Thursday, May 31, 2012
I've been reading Charles Swindol's book, "Saying It Well," in which he shares what he has learned about effective communication over his ministry. He begins by talking about the importance of calling. He shares the story of his calling to ministry. It made me think a lot about my calling.
I grew up in church - literally. It was the Goodyear Heights Community Church in Akron, Ohio (pictured above) My dad was not a pastor but he was on just about every board and committee the church had. Our family lived by the motto, "If the church doors are open, the Distler family will be there (ft hand side looking toward the pulpit).
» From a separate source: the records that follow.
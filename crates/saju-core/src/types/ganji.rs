//! 천간(天干)·지지(地支)와 육십갑자 간지 쌍.
//!
//! 천간 10자, 지지 12자는 인덱스(천간 mod 10, 지지 mod 12)로 고정된
//! 프로세스 전역 상수 테이블입니다.

use serde::{Deserialize, Serialize};
use std::fmt;
use std::str::FromStr;

use super::element::{Element, Polarity};

/// 천간.
#[derive(Debug, Clone, Copy, PartialEq, Eq, Hash, PartialOrd, Ord, Serialize, Deserialize)]
pub enum Stem {
    /// 갑(甲) 양목
    #[serde(rename = "갑", alias = "gap")]
    Gap,
    /// 을(乙) 음목
    #[serde(rename = "을", alias = "eul")]
    Eul,
    /// 병(丙) 양화
    #[serde(rename = "병", alias = "byeong")]
    Byeong,
    /// 정(丁) 음화
    #[serde(rename = "정", alias = "jeong")]
    Jeong,
    /// 무(戊) 양토
    #[serde(rename = "무", alias = "mu")]
    Mu,
    /// 기(己) 음토
    #[serde(rename = "기", alias = "gi")]
    Gi,
    /// 경(庚) 양금
    #[serde(rename = "경", alias = "gyeong")]
    Gyeong,
    /// 신(辛) 음금
    #[serde(rename = "신", alias = "sin")]
    Sin,
    /// 임(壬) 양수
    #[serde(rename = "임", alias = "im")]
    Im,
    /// 계(癸) 음수
    #[serde(rename = "계", alias = "gye")]
    Gye,
}

const STEM_NAMES: [(&str, &str); 10] = [
    ("갑", "甲"),
    ("을", "乙"),
    ("병", "丙"),
    ("정", "丁"),
    ("무", "戊"),
    ("기", "己"),
    ("경", "庚"),
    ("신", "辛"),
    ("임", "壬"),
    ("계", "癸"),
];

impl Stem {
    /// 갑부터 계까지 전체 천간.
    pub const ALL: [Stem; 10] = [
        Stem::Gap,
        Stem::Eul,
        Stem::Byeong,
        Stem::Jeong,
        Stem::Mu,
        Stem::Gi,
        Stem::Gyeong,
        Stem::Sin,
        Stem::Im,
        Stem::Gye,
    ];

    /// 인덱스 (갑=0 .. 계=9).
    pub const fn index(self) -> usize {
        self as usize
    }

    /// 인덱스로부터 천간 (mod 10).
    pub const fn from_index(index: usize) -> Self {
        Self::ALL[index % 10]
    }

    /// 오행. 두 천간씩 같은 오행을 공유합니다.
    pub const fn element(self) -> Element {
        Element::from_index(self.index() / 2)
    }

    /// 음양.
    pub const fn polarity(self) -> Polarity {
        Polarity::from_index(self.index())
    }

    /// 한글 이름.
    pub const fn korean_name(self) -> &'static str {
        STEM_NAMES[self.index()].0
    }

    /// 한자.
    pub const fn hanja(self) -> &'static str {
        STEM_NAMES[self.index()].1
    }
}

impl fmt::Display for Stem {
    fn fmt(&self, f: &mut fmt::Formatter<'_>) -> fmt::Result {
        f.write_str(self.korean_name())
    }
}

impl FromStr for Stem {
    type Err = String;

    fn from_str(s: &str) -> Result<Self, Self::Err> {
        let s = s.trim();
        STEM_NAMES
            .iter()
            .position(|(ko, hanja)| *ko == s || *hanja == s)
            .map(Stem::from_index)
            .ok_or_else(|| format!("Unknown stem: {}", s))
    }
}

/// 지지.
#[derive(Debug, Clone, Copy, PartialEq, Eq, Hash, PartialOrd, Ord, Serialize, Deserialize)]
pub enum Branch {
    /// 자(子) 쥐
    #[serde(rename = "자", alias = "ja")]
    Ja,
    /// 축(丑) 소
    #[serde(rename = "축", alias = "chuk")]
    Chuk,
    /// 인(寅) 호랑이
    #[serde(rename = "인", alias = "in")]
    In,
    /// 묘(卯) 토끼
    #[serde(rename = "묘", alias = "myo")]
    Myo,
    /// 진(辰) 용
    #[serde(rename = "진", alias = "jin")]
    Jin,
    /// 사(巳) 뱀
    #[serde(rename = "사", alias = "sa")]
    Sa,
    /// 오(午) 말
    #[serde(rename = "오", alias = "o")]
    O,
    /// 미(未) 양
    #[serde(rename = "미", alias = "mi")]
    Mi,
    /// 신(申) 원숭이
    #[serde(rename = "신", alias = "sin")]
    Sin,
    /// 유(酉) 닭
    #[serde(rename = "유", alias = "yu")]
    Yu,
    /// 술(戌) 개
    #[serde(rename = "술", alias = "sul")]
    Sul,
    /// 해(亥) 돼지
    #[serde(rename = "해", alias = "hae")]
    Hae,
}

const BRANCH_NAMES: [(&str, &str); 12] = [
    ("자", "子"),
    ("축", "丑"),
    ("인", "寅"),
    ("묘", "卯"),
    ("진", "辰"),
    ("사", "巳"),
    ("오", "午"),
    ("미", "未"),
    ("신", "申"),
    ("유", "酉"),
    ("술", "戌"),
    ("해", "亥"),
];

const BRANCH_ELEMENTS: [Element; 12] = [
    Element::Water,
    Element::Earth,
    Element::Wood,
    Element::Wood,
    Element::Earth,
    Element::Fire,
    Element::Fire,
    Element::Earth,
    Element::Metal,
    Element::Metal,
    Element::Earth,
    Element::Water,
];

impl Branch {
    /// 자부터 해까지 전체 지지.
    pub const ALL: [Branch; 12] = [
        Branch::Ja,
        Branch::Chuk,
        Branch::In,
        Branch::Myo,
        Branch::Jin,
        Branch::Sa,
        Branch::O,
        Branch::Mi,
        Branch::Sin,
        Branch::Yu,
        Branch::Sul,
        Branch::Hae,
    ];

    /// 인덱스 (자=0 .. 해=11).
    pub const fn index(self) -> usize {
        self as usize
    }

    /// 인덱스로부터 지지 (mod 12).
    pub const fn from_index(index: usize) -> Self {
        Self::ALL[index % 12]
    }

    /// 본기 오행.
    pub const fn element(self) -> Element {
        BRANCH_ELEMENTS[self.index()]
    }

    /// 음양.
    pub const fn polarity(self) -> Polarity {
        Polarity::from_index(self.index())
    }

    /// 한글 이름.
    pub const fn korean_name(self) -> &'static str {
        BRANCH_NAMES[self.index()].0
    }

    /// 한자.
    pub const fn hanja(self) -> &'static str {
        BRANCH_NAMES[self.index()].1
    }
}

impl fmt::Display for Branch {
    fn fmt(&self, f: &mut fmt::Formatter<'_>) -> fmt::Result {
        f.write_str(self.korean_name())
    }
}

impl FromStr for Branch {
    type Err = String;

    fn from_str(s: &str) -> Result<Self, Self::Err> {
        let s = s.trim();
        BRANCH_NAMES
            .iter()
            .position(|(ko, hanja)| *ko == s || *hanja == s)
            .map(Branch::from_index)
            .ok_or_else(|| format!("Unknown branch: {}", s))
    }
}

/// 간지 쌍 (천간 + 지지).
///
/// 연주·월주·일주·시주에 사용됩니다. 유효한 간지는 천간과 지지의 음양이 같습니다.
#[derive(Debug, Clone, Copy, PartialEq, Eq, Hash, Serialize, Deserialize)]
pub struct GanjiPair {
    /// 천간
    pub stem: Stem,
    /// 지지
    pub branch: Branch,
}

impl GanjiPair {
    /// 간지 쌍 생성. 음양이 맞지 않으면 `None`.
    pub fn new(stem: Stem, branch: Branch) -> Option<Self> {
        let pair = Self { stem, branch };
        pair.is_valid().then_some(pair)
    }

    /// 육십갑자 인덱스로부터 생성 (갑자=0 .. 계해=59, mod 60).
    pub const fn from_sexagenary_index(index: usize) -> Self {
        let index = index % 60;
        Self {
            stem: Stem::from_index(index),
            branch: Branch::from_index(index),
        }
    }

    /// 천간·지지의 음양이 일치하는지 확인.
    pub fn is_valid(&self) -> bool {
        self.stem.index() % 2 == self.branch.index() % 2
    }

    /// 육십갑자 인덱스. 유효한 간지에서만 의미가 있습니다.
    pub const fn sexagenary_index(&self) -> usize {
        let s = self.stem.index() as i64;
        let b = self.branch.index() as i64;
        (6 * s - 5 * b).rem_euclid(60) as usize
    }

    /// 간지 오행 (천간 기준).
    pub const fn stem_element(&self) -> Element {
        self.stem.element()
    }

    /// 납음오행. 음양이 맞지 않는 쌍은 `None`.
    pub fn napeum(&self) -> Option<&'static Napeum> {
        if !self.is_valid() {
            return None;
        }
        NAPEUM_TABLE.get(self.sexagenary_index() / 2)
    }

    /// 한자 표기 (예: 甲子).
    pub fn hanja(&self) -> String {
        format!("{}{}", self.stem.hanja(), self.branch.hanja())
    }
}

impl fmt::Display for GanjiPair {
    fn fmt(&self, f: &mut fmt::Formatter<'_>) -> fmt::Result {
        write!(f, "{}{}", self.stem, self.branch)
    }
}

/// 납음오행 항목.
#[derive(Debug, Clone, Copy, PartialEq, Eq)]
pub struct Napeum {
    /// 한글 이름
    pub name: &'static str,
    /// 한자
    pub hanja: &'static str,
    /// 납음 오행
    pub element: Element,
}

const fn napeum(name: &'static str, hanja: &'static str, element: Element) -> Napeum {
    Napeum {
        name,
        hanja,
        element,
    }
}

/// 육십갑자 두 개씩 공유하는 30개 납음.
pub const NAPEUM_TABLE: [Napeum; 30] = [
    napeum("해중금", "海中金", Element::Metal),
    napeum("노중화", "爐中火", Element::Fire),
    napeum("대림목", "大林木", Element::Wood),
    napeum("노방토", "路傍土", Element::Earth),
    napeum("검봉금", "劍鋒金", Element::Metal),
    napeum("산두화", "山頭火", Element::Fire),
    napeum("간하수", "澗下水", Element::Water),
    napeum("성두토", "城頭土", Element::Earth),
    napeum("백랍금", "白蠟金", Element::Metal),
    napeum("양류목", "楊柳木", Element::Wood),
    napeum("천중수", "泉中水", Element::Water),
    napeum("옥상토", "屋上土", Element::Earth),
    napeum("벽력화", "霹靂火", Element::Fire),
    napeum("송백목", "松柏木", Element::Wood),
    napeum("장류수", "長流水", Element::Water),
    napeum("사중금", "沙中金", Element::Metal),
    napeum("산하화", "山下火", Element::Fire),
    napeum("평지목", "平地木", Element::Wood),
    napeum("벽상토", "壁上土", Element::Earth),
    napeum("금박금", "金箔金", Element::Metal),
    napeum("복등화", "覆燈火", Element::Fire),
    napeum("천하수", "天河水", Element::Water),
    napeum("대역토", "大驛土", Element::Earth),
    napeum("차천금", "釵釧金", Element::Metal),
    napeum("상자목", "桑柘木", Element::Wood),
    napeum("대계수", "大溪水", Element::Water),
    napeum("사중토", "沙中土", Element::Earth),
    napeum("천상화", "天上火", Element::Fire),
    napeum("석류목", "石榴木", Element::Wood),
    napeum("대해수", "大海水", Element::Water),
];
And because my parents were also the church custodians, we were at church even when the doors were closed.
This really was the beginning of my call to ministry. I suspect that most kids would have become tired of always being at church. That was not the case with me. I loved being at church. In fact, as I grew older, I would often borrow my dad's church keys and go up to the church to do my homework or practice my trumpet. I loved being in the church - I still do!
My initial decision moment regarding ministry happened at one of our yearly Mission Conferences. I always looked forward to that week. Most often, we housed a missionary couple in our home during that time. It was at one of those evening meetings that I went forward and committed my life to full-time ministry if that was indeed what the Lord wanted with me.
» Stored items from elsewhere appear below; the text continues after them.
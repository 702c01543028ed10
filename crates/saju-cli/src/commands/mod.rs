//! CLI 명령어 구현 모듈.

pub mod ganji;
pub mod rank;
pub mod score;

use std::path::Path;

use anyhow::{Context, Result};
use chrono::NaiveDate;
use saju_core::{ChartInput, EventType};
use serde::Serialize;

/// 출력 형식.
#[derive(Debug, Clone, Copy, PartialEq, Eq)]
pub enum OutputFormat {
    Table,
    Json,
}

impl OutputFormat {
    pub fn parse(s: &str) -> Result<Self> {
        match s.to_lowercase().as_str() {
            "table" => Ok(Self::Table),
            "json" => Ok(Self::Json),
            _ => Err(anyhow::anyhow!("Invalid format: {}. Use: table, json", s)),
        }
    }
}

/// 명식 JSON 파일을 읽습니다.
pub fn load_chart(path: impl AsRef<Path>) -> Result<ChartInput> {
    let path = path.as_ref();
    let content = std::fs::read_to_string(path)
        .with_context(|| format!("Failed to read chart file: {}", path.display()))?;
    let chart: ChartInput = serde_json::from_str(&content)
        .with_context(|| format!("Invalid chart JSON: {}", path.display()))?;
    chart
        .validate()
        .with_context(|| format!("Invalid chart: {}", path.display()))?;
    Ok(chart)
}

/// 이벤트 유형 파싱 (영문 또는 한글).
pub fn parse_event(s: &str) -> Result<EventType> {
    s.parse::<EventType>().map_err(|e| anyhow::anyhow!("{}", e))
}

pub fn parse_date(s: &str) -> Result<NaiveDate> {
    NaiveDate::parse_from_str(s, "%Y-%m-%d")
        .with_context(|| format!("Invalid date format: {}. Expected YYYY-MM-DD", s))
}

pub(crate) fn to_json<T: Serialize + ?Sized>(value: &T) -> Result<String> {
    serde_json::to_string_pretty(value).context("Failed to serialize output")
}
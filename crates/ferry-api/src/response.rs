//! Success envelope shared by every JSON endpoint

use axum::Json;
use serde::Serialize;

/// `{"code":"OK","data":…}`
#[derive(Debug, Serialize)]
pub struct ApiResponse<T> {
    pub code: &'static str,
    pub data: T,
}

impl<T: Serialize> ApiResponse<T> {
    pub fn ok(data: T) -> Json<Self> {
        Json(Self { code: "OK", data })
    }
}
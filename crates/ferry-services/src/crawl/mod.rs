//! Fetching crawl sources from remote URLs

mod fetcher;
mod ssrf;

pub use fetcher::{HttpFetcher, RemoteFetcher};
pub use ssrf::validate_url_for_ssrf;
In Junior High my calling intensified as I developed a spiritual hero. He name was Dr Jerry Falwell and every Sunday morning while I was getting ready for church I would watch him preach on the Old Time Gospel Hour using the little black and white TV in my bedroom. I loved his passion and his courage. It was by watching Dr Falwell weekly on TV that I begin to develop a desire to be a pastor.
That desire grew but was not confirmed until my Junior year of High School. My pastor, Paul Rohart of the Cuyahoga Falls Baptist Church in Cuyahoga Falls, Ohio, asked me to preach the Easter Sunrise Service at our church. I'm not sure why he asked me. Maybe he saw something in me. Maybe it was because I was dating his daughter at the time. I'm really not sure. I did, however, preach that morning. I still remember the title of my sermon - "Is It Just Another Day?" I was so scared that morning but I saw God use me that morning and after that, preaching was all I ever wanted to do - It still is!